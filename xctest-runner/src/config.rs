// Copyright (c) The xctest Contributors
// SPDX-License-Identifier: MIT OR Apache-2.0

//! Configuration support for xctest.
//!
//! The embedded [default config](XcTestConfig::DEFAULT_CONFIG) is always loaded first, and a
//! repository config (`.config/xctest.toml`, or a file passed in explicitly) is layered on top.

use crate::errors::ConfigParseError;
use camino::{Utf8Path, Utf8PathBuf};
use config::{Config, ConfigBuilder, File, FileFormat, builder::DefaultState};
use serde::Deserialize;
use std::time::Duration;

/// Overall configuration for xctest.
#[derive(Clone, Debug)]
pub struct XcTestConfig {
    workspace_root: Utf8PathBuf,
    inner: XcTestConfigImpl,
}

impl XcTestConfig {
    /// The default location of the config within the workspace root: `.config/xctest.toml`.
    pub const CONFIG_PATH: &'static str = ".config/xctest.toml";

    /// Contains the default config as a TOML file.
    ///
    /// Repository-specific configuration is layered on top of the default config.
    pub const DEFAULT_CONFIG: &'static str = include_str!("../default-config.toml");

    /// Reads the xctest config from the given file, or if not specified from
    /// `.config/xctest.toml` in the workspace root.
    ///
    /// If no config file is specified and the workspace root doesn't have `.config/xctest.toml`,
    /// uses the default config options.
    pub fn from_sources(
        workspace_root: impl Into<Utf8PathBuf>,
        config_file: Option<&Utf8Path>,
    ) -> Result<Self, ConfigParseError> {
        let workspace_root = workspace_root.into();
        let (config_file, source) = match config_file {
            Some(file) => (file.to_owned(), File::new(file.as_str(), FileFormat::Toml)),
            None => {
                let config_file = workspace_root.join(Self::CONFIG_PATH);
                let source = File::new(config_file.as_str(), FileFormat::Toml).required(false);
                (config_file, source)
            }
        };

        let inner = Self::make_default_config()
            .add_source(source)
            .build()
            .and_then(|config| config.try_deserialize())
            .map_err(|err| ConfigParseError::new(config_file, err))?;

        Ok(Self {
            workspace_root,
            inner,
        })
    }

    /// Returns the default xctest config.
    pub fn default_config(workspace_root: impl Into<Utf8PathBuf>) -> Self {
        let inner = Self::make_default_config()
            .build()
            .and_then(|config| config.try_deserialize())
            .expect("default config is always valid");
        Self {
            workspace_root: workspace_root.into(),
            inner,
        }
    }

    /// Returns the workspace root this config was read for.
    pub fn workspace_root(&self) -> &Utf8Path {
        &self.workspace_root
    }

    /// Returns the directory that test sources are discovered in.
    pub fn test_root(&self) -> Utf8PathBuf {
        // Collecting components drops `.` segments, so the default root is the workspace root.
        self.workspace_root
            .join(&self.inner.discovery.test_root)
            .components()
            .collect()
    }

    /// Returns discovery settings.
    pub fn discovery(&self) -> &DiscoveryConfig {
        &self.inner.discovery
    }

    /// Returns target resolution settings.
    pub fn resolution(&self) -> &ResolutionConfig {
        &self.inner.resolution
    }

    /// Returns execution settings.
    pub fn execution(&self) -> &ExecutionConfig {
        &self.inner.execution
    }

    /// Returns mutable execution settings, for command-line overrides.
    pub fn execution_mut(&mut self) -> &mut ExecutionConfig {
        &mut self.inner.execution
    }

    /// Returns watch-mode settings.
    pub fn watch(&self) -> &WatchConfig {
        &self.inner.watch
    }

    // ---
    // Helper methods
    // ---

    fn make_default_config() -> ConfigBuilder<DefaultState> {
        Config::builder().add_source(File::from_str(Self::DEFAULT_CONFIG, FileFormat::Toml))
    }
}

#[derive(Clone, Debug, Deserialize)]
#[serde(rename_all = "kebab-case", deny_unknown_fields)]
struct XcTestConfigImpl {
    discovery: DiscoveryConfig,
    resolution: ResolutionConfig,
    execution: ExecutionConfig,
    watch: WatchConfig,
}

/// Settings controlling how test sources are discovered.
#[derive(Clone, Debug, Deserialize)]
#[serde(rename_all = "kebab-case", deny_unknown_fields)]
pub struct DiscoveryConfig {
    /// The directory containing test sources, relative to the workspace root.
    pub test_root: Utf8PathBuf,

    /// The extension of test source files, without the leading dot.
    pub file_extension: String,

    /// The base type that marks a class as a test class.
    pub base_test_type: String,

    /// The prefix that marks a method as a test method.
    pub test_method_prefix: String,
}

/// Settings controlling how source paths are mapped to build targets.
#[derive(Clone, Debug, Deserialize)]
#[serde(rename_all = "kebab-case", deny_unknown_fields)]
pub struct ResolutionConfig {
    /// The name of a package manifest file.
    pub manifest_file: String,

    /// The command (program followed by arguments) that prints a package description as JSON.
    pub describe_command: Vec<String>,

    /// The directory name whose following path segment names the build target.
    pub tests_directory_name: String,
}

/// Settings controlling how the build tool is invoked.
#[derive(Clone, Debug, Deserialize)]
#[serde(rename_all = "kebab-case", deny_unknown_fields)]
pub struct ExecutionConfig {
    /// The program to run.
    pub command: String,

    /// The build action, e.g. `test` or `test-without-building`.
    pub action: String,

    /// The workspace to pass in as `-workspace`.
    #[serde(default)]
    pub workspace: Option<String>,

    /// The project to pass in as `-project`.
    #[serde(default)]
    pub project: Option<String>,

    /// The scheme to pass in as `-scheme`.
    #[serde(default)]
    pub scheme: Option<String>,

    /// The destination to pass in as `-destination`.
    #[serde(default)]
    pub destination: Option<String>,

    /// Extra arguments passed before the test selectors.
    #[serde(default)]
    pub extra_args: Vec<String>,
}

/// Settings for watch mode.
#[derive(Clone, Debug, Deserialize)]
#[serde(rename_all = "kebab-case", deny_unknown_fields)]
pub struct WatchConfig {
    /// The window within which file system events are coalesced.
    #[serde(with = "humantime_serde")]
    pub debounce: Duration,
}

- - -

What is required —
Copy down the entries exactly, leaving out no line.

Result of the exercise —
filename xctest-runner/src/config.rs
// Copyright (c) The xctest Contributors
// SPDX-License-Identifier: MIT OR Apache-2.0

//! Configuration support for xctest.
//!
//! The embedded [default config](XcTestConfig::DEFAULT_CONFIG) is always loaded first, and a
//! repository config (`.config/xctest.toml`, or a file passed in explicitly) is layered on top.

use crate::errors::ConfigParseError;
use camino::{Utf8Path, Utf8PathBuf};
use config::{Config, ConfigBuilder, File, FileFormat, builder::DefaultState};
use serde::Deserialize;
use std::time::Duration;

/// Overall configuration for xctest.
#[derive(Clone, Debug)]
pub struct XcTestConfig {
    workspace_root: Utf8PathBuf,
    inner: XcTestConfigImpl,
}

impl XcTestConfig {
    /// The default location of the config within the workspace root: `.config/xctest.toml`.
    pub const CONFIG_PATH: &'static str = ".config/xctest.toml";

    /// Contains the default config as a TOML file.
    ///
    /// Repository-specific configuration is layered on top of the default config.
    pub const DEFAULT_CONFIG: &'static str = include_str!("../default-config.toml");

    /// Reads the xctest config from the given file, or if not specified from
    /// `.config/xctest.toml` in the workspace root.
    ///
    /// If no config file is specified and the workspace root doesn't have `.config/xctest.toml`,
    /// uses the default config options.
    pub fn from_sources(
        workspace_root: impl Into<Utf8PathBuf>,
        config_file: Option<&Utf8Path>,
    ) -> Result<Self, ConfigParseError> {
        let workspace_root = workspace_root.into();
        let (config_file, source) = match config_file {
            Some(file) => (file.to_owned(), File::new(file.as_str(), FileFormat::Toml)),
            None => {
                let config_file = workspace_root.join(Self::CONFIG_PATH);
                let source = File::new(config_file.as_str(), FileFormat::Toml).required(false);
                (config_file, source)
            }
        };

        let inner = Self::make_default_config()
            .add_source(source)
            .build()
            .and_then(|config| config.try_deserialize())
            .map_err(|err| ConfigParseError::new(config_file, err))?;

        Ok(Self {
            workspace_root,
            inner,
        })
    }

    /// Returns the default xctest config.
    pub fn default_config(workspace_root: impl Into<Utf8PathBuf>) -> Self {
        let inner = Self::make_default_config()
            .build()
            .and_then(|config| config.try_deserialize())
            .expect("default config is always valid");
        Self {
            workspace_root: workspace_root.into(),
            inner,
        }
    }

    /// Returns the workspace root this config was read for.
    pub fn workspace_root(&self) -> &Utf8Path {
        &self.workspace_root
    }

    /// Returns the directory that test sources are discovered in.
    pub fn test_root(&self) -> Utf8PathBuf {
        // Collecting components drops `.` segments, so the default root is the workspace root.
        self.workspace_root
            .join(&self.inner.discovery.test_root)
            .components()
            .collect()
    }

    /// Returns discovery settings.
    pub fn discovery(&self) -> &DiscoveryConfig {
        &self.inner.discovery
    }

    /// Returns target resolution settings.
    pub fn resolution(&self) -> &ResolutionConfig {
        &self.inner.resolution
    }

    /// Returns execution settings.
    pub fn execution(&self) -> &ExecutionConfig {
        &self.inner.execution
    }

    /// Returns mutable execution settings, for command-line overrides.
    pub fn execution_mut(&mut self) -> &mut ExecutionConfig {
        &mut self.inner.execution
    }

    /// Returns watch-mode settings.
    pub fn watch(&self) -> &WatchConfig {
        &self.inner.watch
    }

    // ---
    // Helper methods
    // ---

    fn make_default_config() -> ConfigBuilder<DefaultState> {
        Config::builder().add_source(File::from_str(Self::DEFAULT_CONFIG, FileFormat::Toml))
    }
}

#[derive(Clone, Debug, Deserialize)]
#[serde(rename_all = "kebab-case", deny_unknown_fields)]
struct XcTestConfigImpl {
    discovery: DiscoveryConfig,
    resolution: ResolutionConfig,
    execution: ExecutionConfig,
    watch: WatchConfig,
}

/// Settings controlling how test sources are discovered.
#[derive(Clone, Debug, Deserialize)]
#[serde(rename_all = "kebab-case", deny_unknown_fields)]
pub struct DiscoveryConfig {
    /// The directory containing test sources, relative to the workspace root.
    pub test_root: Utf8PathBuf,

    /// The extension of test source files, without the leading dot.
    pub file_extension: String,

    /// The base type that marks a class as a test class.
    pub base_test_type: String,

    /// The prefix that marks a method as a test method.
    pub test_method_prefix: String,
}

/// Settings controlling how source paths are mapped to build targets.
#[derive(Clone, Debug, Deserialize)]
#[serde(rename_all = "kebab-case", deny_unknown_fields)]
pub struct ResolutionConfig {
    /// The name of a package manifest file.
    pub manifest_file: String,

    /// The command (program followed by arguments) that prints a package description as JSON.
    pub describe_command: Vec<String>,

    /// The directory name whose following path segment names the build target.
    pub tests_directory_name: String,
}

/// Settings controlling how the build tool is invoked.
#[derive(Clone, Debug, Deserialize)]
#[serde(rename_all = "kebab-case", deny_unknown_fields)]
pub struct ExecutionConfig {
    /// The program to run.
    pub command: String,

    /// The build action, e.g. `test` or `test-without-building`.
    pub action: String,

    /// The workspace to pass in as `-workspace`.
    #[serde(default)]
    pub workspace: Option<String>,

    /// The project to pass in as `-project`.
    #[serde(default)]
    pub project: Option<String>,

    /// The scheme to pass in as `-scheme`.
    #[serde(default)]
    pub scheme: Option<String>,

    /// The destination to pass in as `-destination`.
    #[serde(default)]
    pub destination: Option<String>,

    /// Extra arguments passed before the test selectors.
    #[serde(default)]
    pub extra_args: Vec<String>,
}

/// Settings for watch mode.
#[derive(Clone, Debug, Deserialize)]
#[serde(rename_all = "kebab-case", deny_unknown_fields)]
pub struct WatchConfig {
    /// The window within which file system events are coalesced.
    #[serde(with = "humantime_serde")]
    pub debounce: Duration,
}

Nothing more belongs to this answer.